Advanced Usage - Delta Sharing

Profile File Paths

The Delta Sharing Python Connector supports multiple ways to specify profile file paths, enabling flexible deployment scenarios.

FSSPEC Support

Profile paths for SharingClient and load_as_pandas support any URL format recognized by FSSPEC (Filesystem Spec).

What is FSSPEC?

FSSPEC is a Python library that provides a unified interface to access different filesystems. It allows you to use the same code to work with local files, cloud storage (S3, Azure, GCS), HTTP endpoints, and more.

Local File System

import delta_sharing

# Absolute path
client = delta_sharing.SharingClient("/home/user/profiles/production.share")

# Relative path
client = delta_sharing.SharingClient("./profiles/production.share")

Amazon S3

# S3 path (requires s3fs: pip install delta-sharing[s3])
profile_path = "s3://my-bucket/profiles/production.share"
client = delta_sharing.SharingClient(profile_path)

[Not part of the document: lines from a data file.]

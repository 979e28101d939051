//! PDF text extraction on top of `lopdf`.
//!
//! [`PdfExtractor`] turns an uploaded document into the plain text that is
//! handed to the generator.  Pages are visited in page-number order and each
//! page's text is followed by a single newline.
//!
//! # Empty and failing pages
//!
//! * A page with no extractable text contributes an empty line, so page
//!   boundaries stay visible in the output.
//! * If *no* page yields any text (typically a scanned, image-only PDF) the
//!   call fails with [`ParseError::NoText`].
//! * If extracting any single page fails the whole call fails with
//!   [`ParseError::Page`]; partial text is never returned.

use std::path::PathBuf;

use lopdf::Document;
use thiserror::Error;

// ---------------------------------------------------------------------------
// ParseError
// ---------------------------------------------------------------------------

/// Errors produced while reading an uploaded document.
#[derive(Debug, Error)]
pub enum ParseError {
    /// The document file could not be read from disk.
    #[error("cannot read document: {0}")]
    Io(#[from] std::io::Error),

    /// The bytes are not a valid PDF document.
    #[error("not a valid PDF document: {0}")]
    Invalid(String),

    /// The document is password protected.
    #[error("document is encrypted")]
    Encrypted,

    /// The document parsed but contains no pages.
    #[error("document has no pages")]
    NoPages,

    /// Text extraction failed on one page.
    #[error("failed to extract text from page {page}: {reason}")]
    Page { page: u32, reason: String },

    /// Every page came back empty (e.g. a scanned image PDF).
    #[error("document contains no extractable text")]
    NoText,
}

// ---------------------------------------------------------------------------
// DocumentSource
// ---------------------------------------------------------------------------

/// Where an uploaded document comes from.
///
/// Native file drops and the path field produce [`DocumentSource::Path`];
/// drops that only carry contents produce [`DocumentSource::Bytes`].
#[derive(Debug, Clone)]
pub enum DocumentSource {
    Path(PathBuf),
    Bytes { name: String, bytes: Vec<u8> },
}

impl DocumentSource {
    /// Short name used in log lines and the UI.
    pub fn name(&self) -> String {
        match self {
            DocumentSource::Path(path) => path
                .file_name()
                .map(|n| n.to_string_lossy().into_owned())
                .unwrap_or_else(|| path.display().to_string()),
            DocumentSource::Bytes { name, .. } => name.clone(),
        }
    }

    /// Resolve the document contents, reading from disk if needed.
    pub fn into_bytes(self) -> Result<Vec<u8>, ParseError> {
        match self {
            DocumentSource::Path(path) => Ok(std::fs::read(path)?),
            DocumentSource::Bytes { bytes, .. } => Ok(bytes),
        }
    }
}

// ---------------------------------------------------------------------------
// DocumentExtractor trait
// ---------------------------------------------------------------------------

/// Blocking document → text extraction.
///
/// Implementations must be `Send + Sync` so the session worker can run them
/// on the blocking thread pool behind an `Arc<dyn DocumentExtractor>`.
pub trait DocumentExtractor: Send + Sync {
    /// Extract the full text of the document in `bytes`.
    fn extract(&self, bytes: &[u8]) -> Result<String, ParseError>;
}

// ---------------------------------------------------------------------------
// PdfExtractor
// ---------------------------------------------------------------------------

/// Production extractor backed by `lopdf`.
#[derive(Debug, Clone, Copy, Default)]
pub struct PdfExtractor;

impl PdfExtractor {
    pub fn new() -> Self {
        Self
    }
}

impl DocumentExtractor for PdfExtractor {
    fn extract(&self, bytes: &[u8]) -> Result<String, ParseError> {
        // lopdf may try an empty-password decrypt while loading, so a locked
        // document can fail either here or at the check below.
        let doc = match Document::load_mem(bytes) {
            Ok(doc) => doc,
            Err(_) if declares_encryption(bytes) => return Err(ParseError::Encrypted),
            Err(e) => return Err(ParseError::Invalid(e.to_string())),
        };

        if doc.is_encrypted() {
            return Err(ParseError::Encrypted);
        }

        let pages = doc.get_pages();
        if pages.is_empty() {
            return Err(ParseError::NoPages);
        }

        log::debug!("pdf: extracting text from {} page(s)", pages.len());

        // `get_pages` is a BTreeMap keyed by page number, so iteration is in
        // page order.
        concat_pages(pages.keys().map(|&page| {
            doc.extract_text(&[page])
                .map_err(|e| ParseError::Page {
                    page,
                    reason: e.to_string(),
                })
        }))
    }
}

/// `true` when the raw file carries an `/Encrypt` entry.
fn declares_encryption(bytes: &[u8]) -> bool {
    const KEY: &[u8] = b"/Encrypt";
    bytes.windows(KEY.len()).any(|w| w == KEY)
}

/// Join per-page text in order, one trailing newline per page.
///
/// Stops at the first page error.  Fails with [`ParseError::NoText`] when
/// the joined result holds nothing but whitespace.
pub fn concat_pages<I>(pages: I) -> Result<String, ParseError>
where
    I: IntoIterator<Item = Result<String, ParseError>>,
{
    let mut text = String::new();
    for page in pages {
        let page = page?;
        text.push_str(page.trim_end_matches(['\r', '\n']));
        text.push('\n');
    }

    if text.trim().is_empty() {
        return Err(ParseError::NoText);
    }
    Ok(text)
}

// ---------------------------------------------------------------------------
// Tests
// ---------------------------------------------------------------------------

#[cfg(test)]
mod tests {
    use super::*;
    use crate::test_support::{build_encrypted_pdf, build_pdf};

    #[test]
    fn concat_keeps_page_order() {
        let text = concat_pages(vec![Ok("first".to_string()), Ok("second".to_string())]).unwrap();
        assert_eq!(text, "first\nsecond\n");
    }

    #[test]
    fn concat_normalises_trailing_newlines() {
        let text =
            concat_pages(vec![Ok("one\n".to_string()), Ok("two\r\n".to_string())]).unwrap();
        assert_eq!(text, "one\ntwo\n");
    }

    #[test]
    fn empty_page_contributes_an_empty_line() {
        let text = concat_pages(vec![
            Ok("intro".to_string()),
            Ok(String::new()),
            Ok("outro".to_string()),
        ])
        .unwrap();
        assert_eq!(text, "intro\n\noutro\n");
    }

    #[test]
    fn all_empty_pages_fail_with_no_text() {
        let result = concat_pages(vec![Ok(String::new()), Ok("  \n".to_string())]);
        assert!(matches!(result, Err(ParseError::NoText)));
    }

    #[test]
    fn page_error_fails_the_whole_call() {
        let result = concat_pages(vec![
            Ok("fine".to_string()),
            Err(ParseError::Page {
                page: 2,
                reason: "broken stream".into(),
            }),
            Ok("never reached".to_string()),
        ]);
        assert!(matches!(result, Err(ParseError::Page { page: 2, .. })));
    }

    #[test]
    fn garbage_bytes_are_invalid() {
        let result = PdfExtractor::new().extract(b"this is not a pdf");
        assert!(matches!(result, Err(ParseError::Invalid(_))));
    }

    #[test]
    fn extracts_pages_in_order() {
        let bytes = build_pdf(&[Some("Alpha page"), Some("Beta page")]);
        let text = PdfExtractor::new().extract(&bytes).unwrap();

        let alpha = text.find("Alpha").expect("first page text");
        let beta = text.find("Beta").expect("second page text");
        assert!(alpha < beta, "page order lost: {text:?}");
        assert!(text.ends_with('\n'));
    }

    #[test]
    fn locked_document_is_reported_as_encrypted() {
        let bytes = build_encrypted_pdf(&[Some("Secret notes")]);
        let result = PdfExtractor::new().extract(&bytes);
        assert!(matches!(result, Err(ParseError::Encrypted)), "got {result:?}");
    }

    #[test]
    fn encrypt_marker_detection() {
        assert!(declares_encryption(b"trailer << /Encrypt 7 0 R >>"));
        assert!(!declares_encryption(b"%PDF-1.5 plain body"));
    }

    #[test]
    fn image_only_document_has_no_text() {
        let bytes = build_pdf(&[None, None]);
        let result = PdfExtractor::new().extract(&bytes);
        assert!(matches!(result, Err(ParseError::NoText)));
    }

    #[test]
    fn blank_page_between_text_pages_is_kept() {
        let bytes = build_pdf(&[Some("Cover"), None, Some("Body")]);
        let text = PdfExtractor::new().extract(&bytes).unwrap();
        assert!(text.contains("\n\n"), "blank page collapsed: {text:?}");
    }

    #[test]
    fn source_reads_from_disk() {
        let dir = tempfile::tempdir().expect("temp dir");
        let path = dir.path().join("notes.pdf");
        std::fs::write(&path, b"%PDF-1.5").expect("write");

        let source = DocumentSource::Path(path);
        assert_eq!(source.name(), "notes.pdf");
        assert_eq!(source.into_bytes().unwrap(), b"%PDF-1.5");
    }

    #[test]
    fn missing_file_is_an_io_error() {
        let source = DocumentSource::Path(PathBuf::from("/definitely/not/here.pdf"));
        assert!(matches!(source.into_bytes(), Err(ParseError::Io(_))));
    }
}
//! Text generation: turns input text into an explanation.
//!
//! This module provides:
//! * [`Generator`]: async trait implemented by all generation backends.
//! * [`ApiGenerator`]: OpenAI-compatible `/v1/completions` backend.
//! * [`GenerationError`]: error variants for generation calls.
//!
//! # Quick start
//!
//! ```rust,no_run
//! use echoverse::config::AppConfig;
//! use echoverse::generate::{ApiGenerator, Generator};
//!
//! #[tokio::main]
//! async fn main() {
//!     let config = AppConfig::default();
//!     let generator = ApiGenerator::from_config(&config.generator);
//!
//!     let explanation = generator.generate("Photosynthesis is").await.unwrap();
//!     println!("{explanation}");
//! }
//! ```

pub mod generator;

pub use generator::{parse_completion, ApiGenerator, GenerationError, Generator};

# Load table with S3 profile
table_url = f"{profile_path}#my_share.my_schema.my_table"
df = delta_sharing.load_as_pandas(table_url)

Install S3 support with: pip install delta-sharing[s3]

Azure Blob Storage

# Azure Blob Storage (requires adlfs: pip install delta-sharing[abfs])
profile_path = "abfs://[email protected]/profiles/production.share"
client = delta_sharing.SharingClient(profile_path)

Install Azure Blob Storage support with: pip install delta-sharing[abfs]

Google Cloud Storage

# GCS path (requires gcsfs: pip install delta-sharing[gcs])
profile_path = "gs://my-bucket/profiles/production.share"
client = delta_sharing.SharingClient(profile_path)

Install GCS support with: pip install delta-sharing[gcs]

DBFS Support

When using Databricks File System (DBFS), you can access profile files using the /dbfs/ prefix to treat them as local files:

import delta_sharing

# DBFS path accessed as local file
profile_path = "/dbfs/mnt/profiles/production.share"
client = delta_sharing.SharingClient(profile_path)

# Construct table URL
table_url = f"{profile_path}#my_share.my_schema.my_table"
df = delta_sharing.load_as_pandas(table_url)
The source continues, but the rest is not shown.